### Directions for this task
Repeat the entries verbatim.

[Stored data entries]

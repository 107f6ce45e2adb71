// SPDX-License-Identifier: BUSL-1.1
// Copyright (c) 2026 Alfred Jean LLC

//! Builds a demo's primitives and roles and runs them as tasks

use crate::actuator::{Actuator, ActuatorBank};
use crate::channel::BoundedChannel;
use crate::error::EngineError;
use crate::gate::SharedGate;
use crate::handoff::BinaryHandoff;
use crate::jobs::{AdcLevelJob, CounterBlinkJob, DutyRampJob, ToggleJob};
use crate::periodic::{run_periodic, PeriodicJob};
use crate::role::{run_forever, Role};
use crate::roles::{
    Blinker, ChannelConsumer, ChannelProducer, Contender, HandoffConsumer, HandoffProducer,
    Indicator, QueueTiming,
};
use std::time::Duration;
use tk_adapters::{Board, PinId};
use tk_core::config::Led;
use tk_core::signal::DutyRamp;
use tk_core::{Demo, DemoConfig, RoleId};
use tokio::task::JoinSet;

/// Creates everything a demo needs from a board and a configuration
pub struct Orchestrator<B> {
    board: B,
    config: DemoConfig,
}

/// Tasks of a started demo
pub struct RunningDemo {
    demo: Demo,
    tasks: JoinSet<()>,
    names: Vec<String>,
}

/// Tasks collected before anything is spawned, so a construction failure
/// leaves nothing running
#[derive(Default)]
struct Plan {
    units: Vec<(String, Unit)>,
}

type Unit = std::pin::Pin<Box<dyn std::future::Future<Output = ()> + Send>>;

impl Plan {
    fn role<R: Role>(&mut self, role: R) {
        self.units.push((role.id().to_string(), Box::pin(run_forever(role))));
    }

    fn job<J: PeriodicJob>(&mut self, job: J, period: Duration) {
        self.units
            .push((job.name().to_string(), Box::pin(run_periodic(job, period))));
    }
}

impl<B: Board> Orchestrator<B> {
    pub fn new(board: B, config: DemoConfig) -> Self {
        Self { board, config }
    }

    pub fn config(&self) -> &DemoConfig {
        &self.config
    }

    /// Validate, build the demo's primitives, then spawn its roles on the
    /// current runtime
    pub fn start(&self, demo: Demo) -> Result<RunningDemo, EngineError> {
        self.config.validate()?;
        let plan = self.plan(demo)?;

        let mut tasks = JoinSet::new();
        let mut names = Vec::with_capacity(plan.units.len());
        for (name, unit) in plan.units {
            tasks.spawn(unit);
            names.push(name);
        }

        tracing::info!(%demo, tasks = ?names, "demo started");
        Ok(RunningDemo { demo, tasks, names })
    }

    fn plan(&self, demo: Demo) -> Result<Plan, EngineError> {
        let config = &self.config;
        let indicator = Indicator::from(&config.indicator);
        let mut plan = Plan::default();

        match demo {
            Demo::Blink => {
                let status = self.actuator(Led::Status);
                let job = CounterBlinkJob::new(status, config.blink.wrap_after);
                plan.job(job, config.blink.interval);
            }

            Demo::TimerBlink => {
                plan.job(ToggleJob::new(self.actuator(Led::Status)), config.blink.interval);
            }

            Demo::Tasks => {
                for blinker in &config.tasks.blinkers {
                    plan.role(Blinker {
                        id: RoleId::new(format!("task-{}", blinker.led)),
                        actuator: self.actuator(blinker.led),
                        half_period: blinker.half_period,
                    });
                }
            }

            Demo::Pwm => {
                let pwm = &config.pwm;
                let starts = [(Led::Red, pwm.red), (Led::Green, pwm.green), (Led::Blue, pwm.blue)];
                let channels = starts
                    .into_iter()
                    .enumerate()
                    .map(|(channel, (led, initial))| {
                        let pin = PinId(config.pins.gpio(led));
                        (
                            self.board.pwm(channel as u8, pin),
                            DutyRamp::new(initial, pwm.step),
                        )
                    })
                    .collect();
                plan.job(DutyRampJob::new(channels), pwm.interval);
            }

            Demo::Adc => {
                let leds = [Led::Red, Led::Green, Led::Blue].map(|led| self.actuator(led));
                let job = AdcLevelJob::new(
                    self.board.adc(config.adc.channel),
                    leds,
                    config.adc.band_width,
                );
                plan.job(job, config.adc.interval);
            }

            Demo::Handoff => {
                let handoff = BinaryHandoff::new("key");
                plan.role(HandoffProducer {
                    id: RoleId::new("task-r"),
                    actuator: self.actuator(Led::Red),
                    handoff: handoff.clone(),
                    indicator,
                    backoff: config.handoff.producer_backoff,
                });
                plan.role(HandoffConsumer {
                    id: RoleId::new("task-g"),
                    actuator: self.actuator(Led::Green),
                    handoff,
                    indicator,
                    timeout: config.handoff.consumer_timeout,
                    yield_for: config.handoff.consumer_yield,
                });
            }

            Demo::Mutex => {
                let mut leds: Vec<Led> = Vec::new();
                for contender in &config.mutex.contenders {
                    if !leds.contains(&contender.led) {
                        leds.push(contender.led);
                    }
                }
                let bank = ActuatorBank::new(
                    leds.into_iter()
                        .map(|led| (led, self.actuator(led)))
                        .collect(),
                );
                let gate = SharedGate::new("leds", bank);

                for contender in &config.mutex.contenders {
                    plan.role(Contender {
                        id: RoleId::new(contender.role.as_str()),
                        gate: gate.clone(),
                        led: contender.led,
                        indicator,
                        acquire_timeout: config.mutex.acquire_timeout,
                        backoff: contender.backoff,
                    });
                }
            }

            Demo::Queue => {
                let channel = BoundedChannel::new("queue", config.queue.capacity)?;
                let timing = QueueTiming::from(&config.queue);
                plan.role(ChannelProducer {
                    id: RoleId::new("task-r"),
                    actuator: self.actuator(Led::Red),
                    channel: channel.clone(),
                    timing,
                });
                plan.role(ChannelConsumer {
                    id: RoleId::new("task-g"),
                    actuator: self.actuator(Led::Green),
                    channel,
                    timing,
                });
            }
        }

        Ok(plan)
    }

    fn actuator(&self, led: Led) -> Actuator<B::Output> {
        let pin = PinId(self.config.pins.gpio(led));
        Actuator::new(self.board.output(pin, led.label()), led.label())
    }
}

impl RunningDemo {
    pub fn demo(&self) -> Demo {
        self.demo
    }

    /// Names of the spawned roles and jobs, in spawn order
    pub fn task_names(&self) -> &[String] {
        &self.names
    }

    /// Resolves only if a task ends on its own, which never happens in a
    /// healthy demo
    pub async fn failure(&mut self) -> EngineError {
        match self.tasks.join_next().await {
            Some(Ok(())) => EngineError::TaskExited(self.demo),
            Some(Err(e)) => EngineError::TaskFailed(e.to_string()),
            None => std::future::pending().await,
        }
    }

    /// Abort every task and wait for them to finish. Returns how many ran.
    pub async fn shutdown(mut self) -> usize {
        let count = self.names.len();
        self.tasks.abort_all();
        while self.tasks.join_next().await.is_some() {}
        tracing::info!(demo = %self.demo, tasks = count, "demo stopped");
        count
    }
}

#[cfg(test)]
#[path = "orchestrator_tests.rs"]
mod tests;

### Solution to the exercise
repository 107f6ce45e2adb71
// SPDX-License-Identifier: BUSL-1.1
// Copyright (c) 2026 Alfred Jean LLC

//! Builds a demo's primitives and roles and runs them as tasks

use crate::actuator::{Actuator, ActuatorBank};
use crate::channel::BoundedChannel;
use crate::error::EngineError;
use crate::gate::SharedGate;
use crate::handoff::BinaryHandoff;
use crate::jobs::{AdcLevelJob, CounterBlinkJob, DutyRampJob, ToggleJob};
use crate::periodic::{run_periodic, PeriodicJob};
use crate::role::{run_forever, Role};
use crate::roles::{
    Blinker, ChannelConsumer, ChannelProducer, Contender, HandoffConsumer, HandoffProducer,
    Indicator, QueueTiming,
};
use std::time::Duration;
use tk_adapters::{Board, PinId};
use tk_core::config::Led;
use tk_core::signal::DutyRamp;
use tk_core::{Demo, DemoConfig, RoleId};
use tokio::task::JoinSet;

/// Creates everything a demo needs from a board and a configuration
pub struct Orchestrator<B> {
    board: B,
    config: DemoConfig,
}

/// Tasks of a started demo
pub struct RunningDemo {
    demo: Demo,
    tasks: JoinSet<()>,
    names: Vec<String>,
}

/// Tasks collected before anything is spawned, so a construction failure
/// leaves nothing running
#[derive(Default)]
struct Plan {
    units: Vec<(String, Unit)>,
}

type Unit = std::pin::Pin<Box<dyn std::future::Future<Output = ()> + Send>>;

impl Plan {
    fn role<R: Role>(&mut self, role: R) {
        self.units.push((role.id().to_string(), Box::pin(run_forever(role))));
    }

    fn job<J: PeriodicJob>(&mut self, job: J, period: Duration) {
        self.units
            .push((job.name().to_string(), Box::pin(run_periodic(job, period))));
    }
}

impl<B: Board> Orchestrator<B> {
    pub fn new(board: B, config: DemoConfig) -> Self {
        Self { board, config }
    }

    pub fn config(&self) -> &DemoConfig {
        &self.config
    }

    /// Validate, build the demo's primitives, then spawn its roles on the
    /// current runtime
    pub fn start(&self, demo: Demo) -> Result<RunningDemo, EngineError> {
        self.config.validate()?;
        let plan = self.plan(demo)?;

        let mut tasks = JoinSet::new();
        let mut names = Vec::with_capacity(plan.units.len());
        for (name, unit) in plan.units {
            tasks.spawn(unit);
            names.push(name);
        }

        tracing::info!(%demo, tasks = ?names, "demo started");
        Ok(RunningDemo { demo, tasks, names })
    }

    fn plan(&self, demo: Demo) -> Result<Plan, EngineError> {
        let config = &self.config;
        let indicator = Indicator::from(&config.indicator);
        let mut plan = Plan::default();

        match demo {
            Demo::Blink => {
                let status = self.actuator(Led::Status);
                let job = CounterBlinkJob::new(status, config.blink.wrap_after);
                plan.job(job, config.blink.interval);
            }

            Demo::TimerBlink => {
                plan.job(ToggleJob::new(self.actuator(Led::Status)), config.blink.interval);
            }

            Demo::Tasks => {
                for blinker in &config.tasks.blinkers {
                    plan.role(Blinker {
                        id: RoleId::new(format!("task-{}", blinker.led)),
                        actuator: self.actuator(blinker.led),
                        half_period: blinker.half_period,
                    });
                }
            }

            Demo::Pwm => {
                let pwm = &config.pwm;
                let starts = [(Led::Red, pwm.red), (Led::Green, pwm.green), (Led::Blue, pwm.blue)];
                let channels = starts
                    .into_iter()
                    .enumerate()
                    .map(|(channel, (led, initial))| {
                        let pin = PinId(config.pins.gpio(led));
                        (
                            self.board.pwm(channel as u8, pin),
                            DutyRamp::new(initial, pwm.step),
                        )
                    })
                    .collect();
                plan.job(DutyRampJob::new(channels), pwm.interval);
            }

            Demo::Adc => {
                let leds = [Led::Red, Led::Green, Led::Blue].map(|led| self.actuator(led));
                let job = AdcLevelJob::new(
                    self.board.adc(config.adc.channel),
                    leds,
                    config.adc.band_width,
                );
                plan.job(job, config.adc.interval);
            }

            Demo::Handoff => {
                let handoff = BinaryHandoff::new("key");
                plan.role(HandoffProducer {
                    id: RoleId::new("task-r"),
                    actuator: self.actuator(Led::Red),
                    handoff: handoff.clone(),
                    indicator,
                    backoff: config.handoff.producer_backoff,
                });
                plan.role(HandoffConsumer {
                    id: RoleId::new("task-g"),
                    actuator: self.actuator(Led::Green),
                    handoff,
                    indicator,
                    timeout: config.handoff.consumer_timeout,
                    yield_for: config.handoff.consumer_yield,
                });
            }

            Demo::Mutex => {
                let mut leds: Vec<Led> = Vec::new();
                for contender in &config.mutex.contenders {
                    if !leds.contains(&contender.led) {
                        leds.push(contender.led);
                    }
                }
                let bank = ActuatorBank::new(
                    leds.into_iter()
                        .map(|led| (led, self.actuator(led)))
                        .collect(),
                );
                let gate = SharedGate::new("leds", bank);

                for contender in &config.mutex.contenders {
                    plan.role(Contender {
                        id: RoleId::new(contender.role.as_str()),
                        gate: gate.clone(),
                        led: contender.led,
                        indicator,
                        acquire_timeout: config.mutex.acquire_timeout,
                        backoff: contender.backoff,
                    });
                }
            }

            Demo::Queue => {
                let channel = BoundedChannel::new("queue", config.queue.capacity)?;
                let timing = QueueTiming::from(&config.queue);
                plan.role(ChannelProducer {
                    id: RoleId::new("task-r"),
                    actuator: self.actuator(Led::Red),
                    channel: channel.clone(),
                    timing,
                });
                plan.role(ChannelConsumer {
                    id: RoleId::new("task-g"),
                    actuator: self.actuator(Led::Green),
                    channel,
                    timing,
                });
            }
        }

        Ok(plan)
    }

    fn actuator(&self, led: Led) -> Actuator<B::Output> {
        let pin = PinId(self.config.pins.gpio(led));
        Actuator::new(self.board.output(pin, led.label()), led.label())
    }
}

impl RunningDemo {
    pub fn demo(&self) -> Demo {
        self.demo
    }

    /// Names of the spawned roles and jobs, in spawn order
    pub fn task_names(&self) -> &[String] {
        &self.names
    }

    /// Resolves only if a task ends on its own, which never happens in a
    /// healthy demo
    pub async fn failure(&mut self) -> EngineError {
        match self.tasks.join_next().await {
            Some(Ok(())) => EngineError::TaskExited(self.demo),
            Some(Err(e)) => EngineError::TaskFailed(e.to_string()),
            None => std::future::pending().await,
        }
    }

    /// Abort every task and wait for them to finish. Returns how many ran.
    pub async fn shutdown(mut self) -> usize {
        let count = self.names.len();
        self.tasks.abort_all();
        while self.tasks.join_next().await.is_some() {}
        tracing::info!(demo = %self.demo, tasks = count, "demo stopped");
        count
    }
}

#[cfg(test)]
#[path = "orchestrator_tests.rs"]
mod tests;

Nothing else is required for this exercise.